Intervention de Laurent Duplomb

Réunion du 27 octobre 2020 à 22h15
Mise sur le marché de certains produits phytopharmaceutiques — Article 1er

Photo de Laurent DuplombLaurent Duplomb :

Je voudrais revenir sur les propos de Fabien Gay : il est trop facile de dire que les problèmes de la filière betterave découlent de la suppression des quotas. Je l’ai déjà expliqué, on pourrait faire le raisonnement inverse pour une culture que je connais bien. Quand vous dites que le problème, ce sont les quotas, mon cher collègue, cela laisse supposer que le prix n’est plus en adéquation avec la culture et que, par définition, on aurait besoin d’avoir un rendement énorme pour bénéficier d’un prix garanti ou équilibrer coûts et production.

Je vais vous donner un exemple complètement différent. Mon beau-père a arrêté de cultiver des lentilles vertes du Puy il y a trente ans. Leur prix était monté à 500 ou 600 euros la tonne. Il a stoppé, parce qu’il avait besoin de développer son activité de producteur laitier.
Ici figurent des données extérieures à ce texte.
//! Blog builders.
//!
//! Every post lives in its own directory:
//!
//! ```text
//! public/blogs/<slug>/index.md      markdown body
//! public/blogs/<slug>/config.json   post metadata
//! public/blogs/<slug>/<hash>.<ext>  cover and inline images
//! ```
//!
//! `public/blogs/index.json` lists every post and `categories.json` the
//! category names offered by the writer.

use super::assets::{to_tab_json, AssetDir, PendingUpload};
use super::{BuildOutput, ChangeSetBuilder};
use crate::error::AppError;
use crate::models::{BlogIndexItem, BlogPost, ChangeSet};
use std::collections::{BTreeMap, HashSet};

pub const BLOG_INDEX_PATH: &str = "public/blogs/index.json";
pub const BLOG_CATEGORIES_PATH: &str = "public/blogs/categories.json";
pub const BLOG_INDEX_COMMIT_MESSAGE: &str = "update blog index";

/// Repository path of a post's markdown.
pub fn post_markdown_path(slug: &str) -> String {
    format!("public/blogs/{}/index.md", slug)
}

/// Repository path of a post's metadata.
pub fn post_config_path(slug: &str) -> String {
    format!("public/blogs/{}/config.json", slug)
}

fn post_dir(slug: &str) -> AssetDir {
    AssetDir::new(format!("public/blogs/{}/", slug), format!("/blogs/{}/", slug))
}

fn validate_slug(slug: &str) -> Result<(), AppError> {
    let invalid = slug.is_empty()
        || slug != slug.trim()
        || slug == "."
        || slug == ".."
        || slug.contains(['/', '\\']);
    if invalid {
        return Err(AppError::invalid_input_field(
            format!("Invalid slug {:?}", slug),
            "slug",
        ));
    }
    Ok(())
}

/// URLs under `prefix` that appear in markdown or HTML text.
fn urls_with_prefix<'a>(text: &'a str, prefix: &str) -> Vec<&'a str> {
    const TERMINATORS: &[char] = &[')', '(', '"', '\'', '<', '>', '[', ']', '`'];
    text.match_indices(prefix)
        .map(|(start, _)| {
            let rest = &text[start..];
            let end = rest
                .find(|c: char| c.is_whitespace() || TERMINATORS.contains(&c))
                .unwrap_or(rest.len());
            &rest[..end]
        })
        .collect()
}

/// Every asset URL a post references inside its own directory.
fn post_asset_urls<'a>(dir: &AssetDir, markdown: &'a str, cover: Option<&'a str>) -> Vec<&'a str> {
    let mut urls = urls_with_prefix(markdown, dir.public_prefix());
    urls.extend(cover.filter(|c| dir.owns(c)));
    urls
}

/// Queue deletion of every file a post owns.
fn delete_post_files(
    changes: &mut ChangeSet,
    slug: &str,
    markdown: Option<&str>,
    cover: Option<&str>,
) {
    let dir = post_dir(slug);
    let urls = post_asset_urls(&dir, markdown.unwrap_or_default(), cover);
    dir.delete_stale(changes, urls, &HashSet::new());
    changes.delete(post_markdown_path(slug));
    changes.delete(post_config_path(slug));
}

/// Create a post or save edits to one.
#[derive(Debug, Clone)]
pub struct BlogPublish {
    pub post: BlogPost,

    /// The post as loaded when editing; `None` for a new post.
    pub original: Option<BlogPost>,

    /// Blog index as loaded.
    pub index: Vec<BlogIndexItem>,

    pub cover: Option<PendingUpload>,

    /// Inline images keyed by the placeholder the markdown uses for them.
    pub images: BTreeMap<String, PendingUpload>,
}

impl ChangeSetBuilder for BlogPublish {
    type State = Vec<BlogIndexItem>;

    fn build(self) -> Result<BuildOutput<Vec<BlogIndexItem>>, AppError> {
        let Self {
            post,
            original,
            mut index,
            cover,
            images,
        } = self;
        let BlogPost {
            mut meta,
            mut markdown,
        } = post;

        let slug = meta.slug.clone();
        validate_slug(&slug)?;
        let original_slug = original.as_ref().map(|p| p.meta.slug.clone());

        if original_slug.as_deref() != Some(slug.as_str()) && index.iter().any(|i| i.slug == slug)
        {
            return Err(AppError::invalid_input_field(
                format!("A post with slug {} already exists", slug),
                "slug",
            ));
        }

        let mut changes = ChangeSet::new(format!("publish blog post {}", slug));
        let dir = post_dir(&slug);

        for (placeholder, upload) in &images {
            if placeholder.is_empty() {
                return Err(AppError::invalid_input_field(
                    "Empty image placeholder",
                    "images",
                ));
            }
            let url = dir.stage(&mut changes, upload);
            markdown = markdown.replace(placeholder.as_str(), &url);
        }
        if let Some(cover) = &cover {
            meta.cover = Some(dir.stage(&mut changes, cover));
        }

        changes.write_text(post_markdown_path(&slug), markdown.as_str());
        changes.write_text(post_config_path(&slug), to_tab_json(&meta)?);

        let position = index
            .iter()
            .position(|i| Some(&i.slug) == original_slug.as_ref() || i.slug == slug);
        match position {
            Some(pos) => index[pos] = meta.clone(),
            None => index.insert(0, meta.clone()),
        }
        if let Some(old) = original_slug.as_deref().filter(|old| *old != slug) {
            index.retain(|i| i.slug != old);
        }
        changes.write_text(BLOG_INDEX_PATH, to_tab_json(&index)?);

        if let Some(original) = &original {
            let old_slug = original.meta.slug.as_str();
            let old_dir = post_dir(old_slug);
            let previous = post_asset_urls(&old_dir, &original.markdown, original.meta.cover.as_deref());
            let mut current: HashSet<&str> = urls_with_prefix(&markdown, old_dir.public_prefix())
                .into_iter()
                .collect();
            current.extend(meta.cover.as_deref());
            old_dir.delete_stale(&mut changes, previous, &current);

            if old_slug != slug {
                log::info!("Renaming blog post {} to {}", old_slug, slug);
                changes.delete(post_markdown_path(old_slug));
                changes.delete(post_config_path(old_slug));
            }
        }

        Ok(BuildOutput {
            changes,
            state: index,
        })
    }
}

/// Delete one post and its files.
#[derive(Debug, Clone)]
pub struct BlogDelete {
    pub slug: String,
    pub index: Vec<BlogIndexItem>,

    /// The post's markdown, used to find its inline images.
    pub markdown: Option<String>,
}

impl ChangeSetBuilder for BlogDelete {
    type State = Vec<BlogIndexItem>;

    fn build(self) -> Result<BuildOutput<Vec<BlogIndexItem>>, AppError> {
        let Self {
            slug,
            mut index,
            markdown,
        } = self;
        validate_slug(&slug)?;

        let position = index.iter().position(|i| i.slug == slug).ok_or_else(|| {
            AppError::invalid_input_field(format!("No blog post with slug {}", slug), "slug")
        })?;
        let removed = index.remove(position);

        let mut changes = ChangeSet::new(format!("delete blog post {}", slug));
        changes.write_text(BLOG_INDEX_PATH, to_tab_json(&index)?);
        delete_post_files(
            &mut changes,
            &slug,
            markdown.as_deref(),
            removed.cover.as_deref(),
        );

        Ok(BuildOutput {
            changes,
            state: index,
        })
    }
}

/// Batch edits from the blog management view: posts removed from the
/// index and a new category list.
#[derive(Debug, Clone, Default)]
pub struct BlogIndexEdit {
    pub previous: Vec<BlogIndexItem>,
    pub items: Vec<BlogIndexItem>,
    pub categories: Vec<String>,

    /// Markdown of removed posts, keyed by slug.
    pub removed_markdown: BTreeMap<String, String>,
}

impl BlogIndexEdit {
    /// Slugs present in the loaded index but not in the edited one.
    pub fn removed_slugs(&self) -> Vec<String> {
        let kept: HashSet<&str> = self.items.iter().map(|i| i.slug.as_str()).collect();
        self.previous
            .iter()
            .filter(|i| !kept.contains(i.slug.as_str()))
            .map(|i| i.slug.clone())
            .collect()
    }
}

/// Trim, drop empties and duplicates, keep order.
pub fn normalize_categories(categories: &[String]) -> Vec<String> {
    let mut seen = HashSet::new();
    categories
        .iter()
        .map(|c| c.trim())
        .filter(|c| !c.is_empty() && seen.insert(*c))
        .map(str::to_string)
        .collect()
}

impl ChangeSetBuilder for BlogIndexEdit {
    type State = (Vec<BlogIndexItem>, Vec<String>);

    fn build(self) -> Result<BuildOutput<Self::State>, AppError> {
        let removed = self.removed_slugs();
        let Self {
            previous,
            items,
            categories,
            removed_markdown,
        } = self;

        let mut changes = ChangeSet::new(BLOG_INDEX_COMMIT_MESSAGE);
        let categories = normalize_categories(&categories);
        changes.write_text(BLOG_INDEX_PATH, to_tab_json(&items)?);
        changes.write_text(BLOG_CATEGORIES_PATH, to_tab_json(&categories)?);

        for slug in &removed {
            validate_slug(slug)?;
            let cover = previous
                .iter()
                .find(|i| &i.slug == slug)
                .and_then(|i| i.cover.as_deref());
            delete_post_files(
                &mut changes,
                slug,
                removed_markdown.get(slug).map(String::as_str),
                cover,
            );
        }

        Ok(BuildOutput {
            changes,
            state: (items, categories),
        })
    }
}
Par définition, la terre n’étant pas extensible, il a dû basculer de cette culture vers une autre culture lorsqu’il manquait de surface agricole.

Pour ma part, je me suis tenu pendant vingt-cinq ans à cultiver des lentilles vertes du Puy, parce que j’estimais que c’était une valeur pour mon territoire, mais aussi parce qu’il s’agit d’une valeur ajoutée importante pour notre agriculture, pour mon exploitation. Aujourd’hui, le prix de la lentille verte du Puy est de 2 000 euros la tonne ! J’en ai cultivé plus de vingt hectares pendant vingt ans. L’année prochaine, je n’en cultiverai que sept. Mon fils me dit aujourd’hui – à juste titre – que cela ne sert plus à rien de poursuivre la culture d’un produit qu’on est sûr de ne plus pouvoir récolter bientôt, compte tenu de l’impasse technique dans laquelle on est.

Voilà la réalité ! Vous pouvez toujours l’ignorer, vous aveugler, être dans l’incantation, imaginer tout un tas de solutions qui pourraient être mises en place. Je n’ai rien à y redire, vous avez le droit de le faire, mais la réalité concernant la lentille verte du Puy aujourd’hui, c’est que nous avions encore 4 500 hectares en production il y a quelques années et qu’il en restera – je vous le garantis – moins de 2 500 hectares cette année.

Les agriculteurs ne peuvent pas continuer à travailler et à dépenser pour ne rien récolter. De plus, je rappelle que nous travaillons sur un terrain volcanique : je ramasse entre dix et quinze tonnes de pierres pour deux à trois hectares de culture. Croyez-vous que les agriculteurs peuvent continuer ainsi, accepter une évolution de la société qui fait qu’ils se baissent pour ramasser des pierres en sachant que les produits qu’ils cultivent ne leur rapporteront rien ? Voilà la réalité !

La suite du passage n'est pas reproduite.